To test our hypothesis, the investigators propose the following specific aims:

  1. Define the gas exchange responses, such as oxygen uptake, end-tidal carbon dioxide (CO2), and ventilatory efficiency to pyridostigmine
  2. Define the hemodynamic responses, such as right atrial pressures, pulmonary capillary wedge pressures and cardiac output to pyridostigmine
  3. Evaluate skeletal muscle oxygen extraction to pyridostigmine
These determinations will occur during a clinically indicated level 3 CPET, which includes exercising on a stationary bicycle with a right heart catheter (RHC) and a radial arterial line in place. To stimulate the cholinergic response, a single dose of an oral acetylcholinesterase inhibitor, pyridostigmine, versus placebo will be given after the level 3 CPET. Recovery cycling will be performed after a rest period of 50 minutes. This will be administered in a double-blind, randomized control trial.

https://clinicaltrials.gov/ct2/show/NCT03674541?cond=ME/CFS
 

Davsey27

Senior Member
Messages
515
Yes this is what I’m interested about if there is a connection to PEM,the heart and herpes family viruses

I have moved from high emf Atlanta down to laccombe Louisiana and haven’t yet noticed much of a change in ability to do physical labor.
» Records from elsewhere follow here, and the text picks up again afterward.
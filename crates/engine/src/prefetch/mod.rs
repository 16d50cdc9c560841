//! Software prefetch strategies.
//!
//! This module contains the shared contract and the three strategies the
//! controller switches between. Strategies compute hint addresses and hand
//! them to a [`HintSink`]; they never dereference anything.

/// Hint sinks: CPU prefetch instructions and recorders.
pub mod hint;

/// Pointer-chain (indirect memory access) prefetcher.
pub mod ima;

/// Sequential prefetcher (fixed stride, no learning).
pub mod sequential;

/// Strided prefetcher (detects constant positive deltas).
pub mod strided;

use std::fmt;

use crate::config::PrefetchConfig;

pub use self::hint::{HardwareHints, HintCounter, HintSink};
pub use self::ima::ImaPrefetcher;
pub use self::sequential::SequentialPrefetcher;
pub use self::strided::StridedPrefetcher;

/// Which strategy a prefetcher implements.
#[derive(Debug, Clone, Copy, PartialEq, Eq, Hash)]
pub enum PrefetchStrategy {
    /// Fixed-stride lookahead.
    Sequential,
    /// Learned constant stride.
    Strided,
    /// Learned pointer-chain successors.
    Ima,
}

impl fmt::Display for PrefetchStrategy {
    fn fmt(&self, f: &mut fmt::Formatter<'_>) -> fmt::Result {
        f.write_str(match self {
            Self::Sequential => "Sequential",
            Self::Strided => "Strided",
            Self::Ima => "IMA",
        })
    }
}

/// Capability shared by all prefetch strategies.
///
/// Implementations must not fault: they compute addresses and pass them to a
/// [`HintSink`], tolerating invalid or already-resident addresses.
pub trait Prefetcher: Send + Sync {
    /// Issues hints for up to `count` forthcoming accesses.
    ///
    /// Each of the first `count` entries of `addrs` is treated as an access
    /// base, in order. A strategy that cannot predict anything for a base
    /// falls back to a fixed-stride or next-line hint.
    fn prefetch(&mut self, addrs: &[u64], count: usize, sink: &mut dyn HintSink);

    /// Sets the lookahead (`distance` elements) and element size (`stride` bytes).
    ///
    /// A zero distance is raised to 1 and a zero stride falls back to the
    /// cache-line size.
    fn configure(&mut self, distance: usize, stride: u64);

    /// Clears all learned state.
    fn reset(&mut self);

    /// The strategy tag.
    fn strategy(&self) -> PrefetchStrategy;
}

/// Pointer value of `r` as a prefetch address.
pub fn addr_of<T: ?Sized>(r: &T) -> u64 {
    std::ptr::from_ref(r).cast::<u8>() as usize as u64
}

/// One of the three strategies.
///
/// The set is closed; the controller stores and clones strategies through
/// this type rather than trait objects.
#[derive(Debug, Clone)]
pub enum AnyPrefetcher {
    /// See [`SequentialPrefetcher`].
    Sequential(SequentialPrefetcher),
    /// See [`StridedPrefetcher`].
    Strided(StridedPrefetcher),
    /// See [`ImaPrefetcher`].
    Ima(ImaPrefetcher),
}

impl AnyPrefetcher {
    /// Builds a fresh strategy of kind `strategy` from `config`.
    pub fn new(strategy: PrefetchStrategy, config: &PrefetchConfig) -> Self {
        match strategy {
            PrefetchStrategy::Sequential => Self::Sequential(SequentialPrefetcher::new(
                1,
                config.line_bytes,
            )),
            PrefetchStrategy::Strided => Self::Strided(StridedPrefetcher::new(
                1,
                config.line_bytes,
                config.stride_window,
            )),
            PrefetchStrategy::Ima => Self::Ima(ImaPrefetcher::new(
                1,
                config.line_bytes,
                config.max_chain_length,
            )),
        }
    }

    /// Configured lookahead in elements.
    pub const fn distance(&self) -> usize {
        match self {
            Self::Sequential(p) => p.distance(),
            Self::Strided(p) => p.distance(),
            Self::Ima(p) => p.distance(),
        }
    }

    /// Configured element size in bytes.
    pub const fn stride(&self) -> u64 {
        match self {
            Self::Sequential(p) => p.stride(),
            Self::Strided(p) => p.stride(),
            Self::Ima(p) => p.stride(),
        }
    }

    /// The IMA strategy, if that is what this is.
    pub const fn as_ima(&self) -> Option<&ImaPrefetcher> {
        match self {
            Self::Ima(p) => Some(p),
            _ => None,
        }
    }

    /// Mutable access to the IMA strategy, for pointer-chain training.
    pub const fn as_ima_mut(&mut self) -> Option<&mut ImaPrefetcher> {
        match self {
            Self::Ima(p) => Some(p),
            _ => None,
        }
    }

    /// The strided strategy, if that is what this is.
    pub const fn as_strided(&self) -> Option<&StridedPrefetcher> {
        match self {
            Self::Strided(p) => Some(p),
            _ => None,
        }
    }

    fn inner_mut(&mut self) -> &mut dyn Prefetcher {
        match self {
            Self::Sequential(p) => p,
            Self::Strided(p) => p,
            Self::Ima(p) => p,
        }
    }
}

impl Prefetcher for AnyPrefetcher {
    #[inline]
    fn prefetch(&mut self, addrs: &[u64], count: usize, sink: &mut dyn HintSink) {
        match self {
            Self::Sequential(p) => p.prefetch(addrs, count, sink),
            Self::Strided(p) => p.prefetch(addrs, count, sink),
            Self::Ima(p) => p.prefetch(addrs, count, sink),
        }
    }

    fn configure(&mut self, distance: usize, stride: u64) {
        self.inner_mut().configure(distance, stride);
    }

    fn reset(&mut self) {
        self.inner_mut().reset();
    }

    fn strategy(&self) -> PrefetchStrategy {
        match self {
            Self::Sequential(_) => PrefetchStrategy::Sequential,
            Self::Strided(_) => PrefetchStrategy::Strided,
            Self::Ima(_) => PrefetchStrategy::Ima,
        }
    }
}

impl From<SequentialPrefetcher> for AnyPrefetcher {
    fn from(p: SequentialPrefetcher) -> Self {
        Self::Sequential(p)
    }
}

impl From<StridedPrefetcher> for AnyPrefetcher {
    fn from(p: StridedPrefetcher) -> Self {
        Self::Strided(p)
    }
}

impl From<ImaPrefetcher> for AnyPrefetcher {
    fn from(p: ImaPrefetcher) -> Self {
        Self::Ima(p)
    }
}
I have been volunteering at someone’s house through workaway and it hasn’t.been easy being away from the parents but

Do feel better around the beach and at times I wonder if Cytalomeglavirus/Ebv/Zoster or Cockysaxkie B is causing the PEM

At times it feels like there is some unexplained weakness that causes nuerodegeneration type symptoms I wonder if it’s herpes going into the brain.

Thank you lady’s and gents
 

valentinelynx

Senior Member
Messages
1,310
Location
Tucson
but it seems pretty clear that the cause of decreased heart function (cardiac output) in the Hollingsworth study is the decreased end-diastolic volume (EDV).

Yes, that's the same as low preload. Preload, or filling pressure, is another term for EDV.